Five reasons to invest in Asia

7th February 2013

Schroders fund manager Matthew Dobbs has put together one of those handy lists of five reasons why investors should consider Asia as a destination for at least part of their investment cash.

As the manager points out returns from Asia exceeded most expectations last year though of course that is not necessarily a guide to this year. The MSCI AC Asia ex Japan index was up 22.7 per cent in 2012. Dobbs, who manages the Schroder Asian Alpha Plus fund, notes that this was part of a global improvement. But he says the “structural growth story” remains intact. He also says this applies beyond the usual power houses of China and India. Here is his list.

1.     Asia is one of the fastest-growing regions in the world

As one of the most dynamic and exciting regions at the moment, Asia has consistently overshadowed western economies and their anaemic growth rates. In fact, it stakes a claim to being the primary engine of global growth – and this isn’t just confined to China. Across the region, there are a diverse range of economies at varying stages of development, offering investors select opportunities from which to choose. Its demographics are one of its defining strengths. While Asia currently accounts for 30% of global GDP, it has nearly three fifths of the global population.

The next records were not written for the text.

//! Hugging Face Inference API client.
//!
//! Shared transport for the classification and generation adapters: bearer
//! authentication, a bounded request timeout, and translation of HTTP
//! failures into `InferenceError`.
//!
//! # Configuration
//!
//! ```ignore
//! let config = HuggingFaceConfig::new(api_token, "microsoft/DialoGPT-medium")
//!     .with_base_url("https://api-inference.huggingface.co/models")
//!     .with_timeout(Duration::from_secs(15));
//!
//! let client = HuggingFaceClient::new(config)?;
//! ```

use reqwest::{Client, StatusCode};
use secrecy::{ExposeSecret, Secret};
use serde::Deserialize;
use std::time::Duration;

use crate::ports::InferenceError;

/// Default Inference API root; the model id is appended to it.
pub const DEFAULT_BASE_URL: &str = "https://api-inference.huggingface.co/models";

/// Longest slice of an unrecognised error body kept in error messages.
const MAX_ERROR_BODY_CHARS: usize = 200;

/// Configuration for one Hugging Face model endpoint.
#[derive(Debug, Clone)]
pub struct HuggingFaceConfig {
    /// API token for bearer authentication.
    api_token: Secret<String>,
    /// Model id, e.g. "microsoft/DialoGPT-medium".
    pub model: String,
    /// Base URL the model id is appended to.
    pub base_url: String,
    /// Request timeout.
    pub timeout: Duration,
}

impl HuggingFaceConfig {
    /// Creates a configuration for `model` with the default base URL and a 15s timeout.
    pub fn new(api_token: impl Into<String>, model: impl Into<String>) -> Self {
        Self {
            api_token: Secret::new(api_token.into()),
            model: model.into(),
            base_url: DEFAULT_BASE_URL.to_string(),
            timeout: Duration::from_secs(15),
        }
    }

    /// Sets the base URL.
    pub fn with_base_url(mut self, url: impl Into<String>) -> Self {
        self.base_url = url.into();
        self
    }

    /// Sets the request timeout.
    pub fn with_timeout(mut self, timeout: Duration) -> Self {
        self.timeout = timeout;
        self
    }

    /// Full endpoint URL for the configured model.
    pub fn endpoint_url(&self) -> String {
        format!("{}/{}", self.base_url.trim_end_matches('/'), self.model)
    }

    fn api_token(&self) -> &str {
        self.api_token.expose_secret()
    }
}

/// HTTP client bound to one model endpoint.
pub struct HuggingFaceClient {
    config: HuggingFaceConfig,
    client: Client,
}

impl HuggingFaceClient {
    pub fn new(config: HuggingFaceConfig) -> Result<Self, InferenceError> {
        let client = Client::builder()
            .timeout(config.timeout)
            .build()
            .map_err(|e| InferenceError::network(format!("Failed to create HTTP client: {}", e)))?;

        Ok(Self { config, client })
    }

    pub fn model(&self) -> &str {
        &self.config.model
    }

    /// POSTs an already-encoded JSON body and returns the 2xx response body.
    pub async fn post(&self, body: String) -> Result<String, InferenceError> {
        let response = self
            .client
            .post(self.config.endpoint_url())
            .header("Authorization", format!("Bearer {}", self.config.api_token()))
            .header("Content-Type", "application/json")
            .body(body)
            .send()
            .await
            .map_err(|e| self.transport_error(e))?;

        let status = response.status();
        let text = response.text().await.map_err(|e| self.transport_error(e))?;

        tracing::debug!(model = %self.config.model, status = status.as_u16(), "inference response");

        if status.is_success() {
            Ok(text)
        } else {
            Err(error_from_status(status, &text))
        }
    }

    fn transport_error(&self, e: reqwest::Error) -> InferenceError {
        if e.is_timeout() {
            InferenceError::timeout(self.config.timeout)
        } else if e.is_connect() {
            InferenceError::network(format!("Connection failed: {}", e))
        } else {
            InferenceError::network(e.to_string())
        }
    }
}

/// Error body the Inference API sends with non-2xx responses.
#[derive(Debug, Deserialize)]
struct ApiErrorBody {
    error: serde_json::Value,
    estimated_time: Option<f64>,
}

/// Maps a non-2xx status and its body to a transport error.
pub(crate) fn error_from_status(status: StatusCode, body: &str) -> InferenceError {
    InferenceError::status(status.as_u16(), error_message(status, body))
}

fn error_message(status: StatusCode, body: &str) -> String {
    if let Ok(parsed) = serde_json::from_str::<ApiErrorBody>(body) {
        let mut message = match parsed.error {
            serde_json::Value::String(s) => s,
            serde_json::Value::Array(items) => items
                .iter()
                .filter_map(|v| v.as_str())
                .collect::<Vec<_>>()
                .join("; "),
            other => other.to_string(),
        };
        if let Some(secs) = parsed.estimated_time {
            message.push_str(&format!(" (ready in ~{}s)", secs.ceil() as u64));
        }
        return message;
    }

    let trimmed = body.trim();
    if trimmed.is_empty() {
        status
            .canonical_reason()
            .unwrap_or("unexpected status")
            .to_string()
    } else {
        trimmed.chars().take(MAX_ERROR_BODY_CHARS).collect()
    }
}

2.     Asia possesses quality companies across a broad range of industries and sectors

Many of the global titans of business in the future are likely to be listed on Asian stock exchanges. A clear focus on bottom-up stock selection helps identify companies that offer the greatest potential of driving future returns.

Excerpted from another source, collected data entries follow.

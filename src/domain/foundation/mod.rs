//! Foundation module - Shared domain primitives.
//!
//! Value objects, state machine support and error types that the
//! conversation domain is built on.

mod errors;
mod ids;
mod state_machine;
mod timestamp;

pub use errors::ValidationError;
pub use ids::SubmissionId;
pub use state_machine::StateMachine;
pub use timestamp::Timestamp;
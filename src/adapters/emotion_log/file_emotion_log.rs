//! File-based Emotion Log Adapter
//!
//! Appends one line per detected emotion to a plain text file:
//!
//! ```text
//! 2025-06-01 21:04:09 - Emotion: nostalgic
//! ```
//!
//! The file and any missing parent directories are created on first write.

use async_trait::async_trait;
use std::path::{Path, PathBuf};
use tokio::fs::{self, OpenOptions};
use tokio::io::AsyncWriteExt;

use crate::ports::{EmotionLog, EmotionLogEntry, EmotionLogError};

/// Emotion log backed by an append-only text file.
#[derive(Debug, Clone)]
pub struct FileEmotionLog {
    path: PathBuf,
}

impl FileEmotionLog {
    /// Create a log that appends to `path`.
    ///
    /// # Example
    /// ```ignore
    /// let log = FileEmotionLog::new("./data/EmotionLog.txt");
    /// ```
    pub fn new<P: AsRef<Path>>(path: P) -> Self {
        Self {
            path: path.as_ref().to_path_buf(),
        }
    }

    pub fn path(&self) -> &Path {
        &self.path
    }

    async fn ensure_parent(&self) -> Result<(), EmotionLogError> {
        match self.path.parent() {
            Some(dir) if !dir.as_os_str().is_empty() => fs::create_dir_all(dir)
                .await
                .map_err(|e| EmotionLogError::IoError(e.to_string())),
            _ => Ok(()),
        }
    }
}

#[async_trait]
impl EmotionLog for FileEmotionLog {
    async fn record(&self, entry: EmotionLogEntry) -> Result<(), EmotionLogError> {
        self.ensure_parent().await?;

        let mut file = OpenOptions::new()
            .create(true)
            .append(true)
            .open(&self.path)
            .await
            .map_err(|e| EmotionLogError::IoError(e.to_string()))?;

        let mut line = entry.to_line();
        line.push('\n');

        file.write_all(line.as_bytes())
            .await
            .map_err(|e| EmotionLogError::IoError(e.to_string()))?;
        file.flush()
            .await
            .map_err(|e| EmotionLogError::IoError(e.to_string()))?;

        tracing::debug!(path = %self.path.display(), label = %entry.label, "emotion recorded");
        Ok(())
    }
}
//! Reply Generator Port - Interface for text-generation inference.
//!
//! Takes a fully rendered prompt and returns the generator's continuation.
//! Splitting that continuation into turns is the controller's decision.

use async_trait::async_trait;
use serde::{Deserialize, Serialize};

use super::inference_error::GenerateError;

/// Port for reply generation.
#[async_trait]
pub trait ReplyGenerator: Send + Sync {
    /// Generates a continuation for `prompt`.
    ///
    /// Empty `prompt` fails with `EmptyInput` without any network call.
    async fn generate(&self, prompt: &str) -> Result<GenerationResult, GenerateError>;
}

/// One candidate completion as returned by a generation endpoint.
#[derive(Debug, Clone, PartialEq, Eq, Serialize, Deserialize)]
pub struct GeneratedCandidate {
    pub generated_text: String,
}

/// Generated text. May span several lines.
#[derive(Debug, Clone, PartialEq, Eq, Serialize, Deserialize)]
pub struct GenerationResult {
    pub text: String,
}

impl GenerationResult {
    pub fn new(text: impl Into<String>) -> Self {
        Self { text: text.into() }
    }

    /// Takes the first candidate; later candidates are ignored.
    ///
    /// Fails with `EmptyResult` when there are no candidates.
    pub fn from_candidates(
        candidates: impl IntoIterator<Item = GeneratedCandidate>,
    ) -> Result<Self, GenerateError> {
        candidates
            .into_iter()
            .next()
            .map(|c| Self::new(c.generated_text))
            .ok_or(GenerateError::EmptyResult)
    }
}
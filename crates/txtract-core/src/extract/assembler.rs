//! Record assembly and confidence scoring.

use rust_decimal::Decimal;

use crate::models::record::{ParsedAmount, ParsedDate, Penalty, TransactionRecord};

/// Parsed values for each field kind; any of them may be absent.
#[derive(Debug, Clone, Default, PartialEq)]
pub struct ParsedFields {
    pub date: Option<ParsedDate>,
    pub description: Option<String>,
    pub amount: Option<ParsedAmount>,
    /// Source text of the amount span, kept for diagnostics.
    pub amount_text: Option<String>,
    pub balance: Option<ParsedAmount>,
}

/// Fields after the mandatory-field check.
#[derive(Debug, Clone, PartialEq)]
pub struct CompleteFields {
    pub date: ParsedDate,
    pub description: String,
    pub amount: ParsedAmount,
    pub balance: Option<Decimal>,
}

/// Penalties that apply to a set of fields, in a fixed order.
pub fn penalties_for(fields: &CompleteFields) -> Vec<Penalty> {
    let mut penalties = Vec::new();
    if !fields.amount.sign.is_explicit() {
        penalties.push(Penalty::InferredSign);
    }
    if fields.balance.is_none() {
        penalties.push(Penalty::MissingBalance);
    }
    if fields.date.ambiguous {
        penalties.push(Penalty::AmbiguousDate);
    }
    penalties
}

/// Additive score: 1.0 minus each penalty, floored at 0.0.
pub fn confidence(penalties: &[Penalty]) -> f64 {
    let deducted: u32 = penalties.iter().map(Penalty::hundredths).sum();
    f64::from(100u32.saturating_sub(deducted)) / 100.0
}

/// Build the candidate record. Performs no validation beyond scoring.
pub fn assemble(fields: CompleteFields) -> TransactionRecord {
    let penalties = penalties_for(&fields);
    let confidence = confidence(&penalties);

    TransactionRecord {
        date: fields.date,
        description: fields.description,
        amount: fields.amount,
        balance_after: fields.balance,
        confidence,
        penalties,
    }
}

3.     Asian economies are more stable and sustainable

Following the Asian financial crisis in the mid-1990s, Asian governments have been working hard to strengthen their balance sheets. Furthermore, many countries now have much lower debt-to-GDP ratios than most Western economies, along with among the lowest debt-to-equity ratios in the world.

4.     Asia is increasingly independent

Although complete ‘decoupling’ of Asia’s emerging economies and those of the West has not been realised, increasingly Asia is becoming more independent. A shift away from its usual global-export model has seen a more regionally-focused growth model take its place. While it may be hard for the region to ignore what’s happening in Europe or the US at the moment, the potential impact has been less severe than it may have been ten or 15 years ago.

5.     Asian policymakers have flexibility

The region continues to have the ability to act if needed. While in developed Western economies interest rates are at all-time lows, Asian central banks have the capacity to cut interest rates if needed – which should go some way to support economic activity in the wider region in the event of global weakness.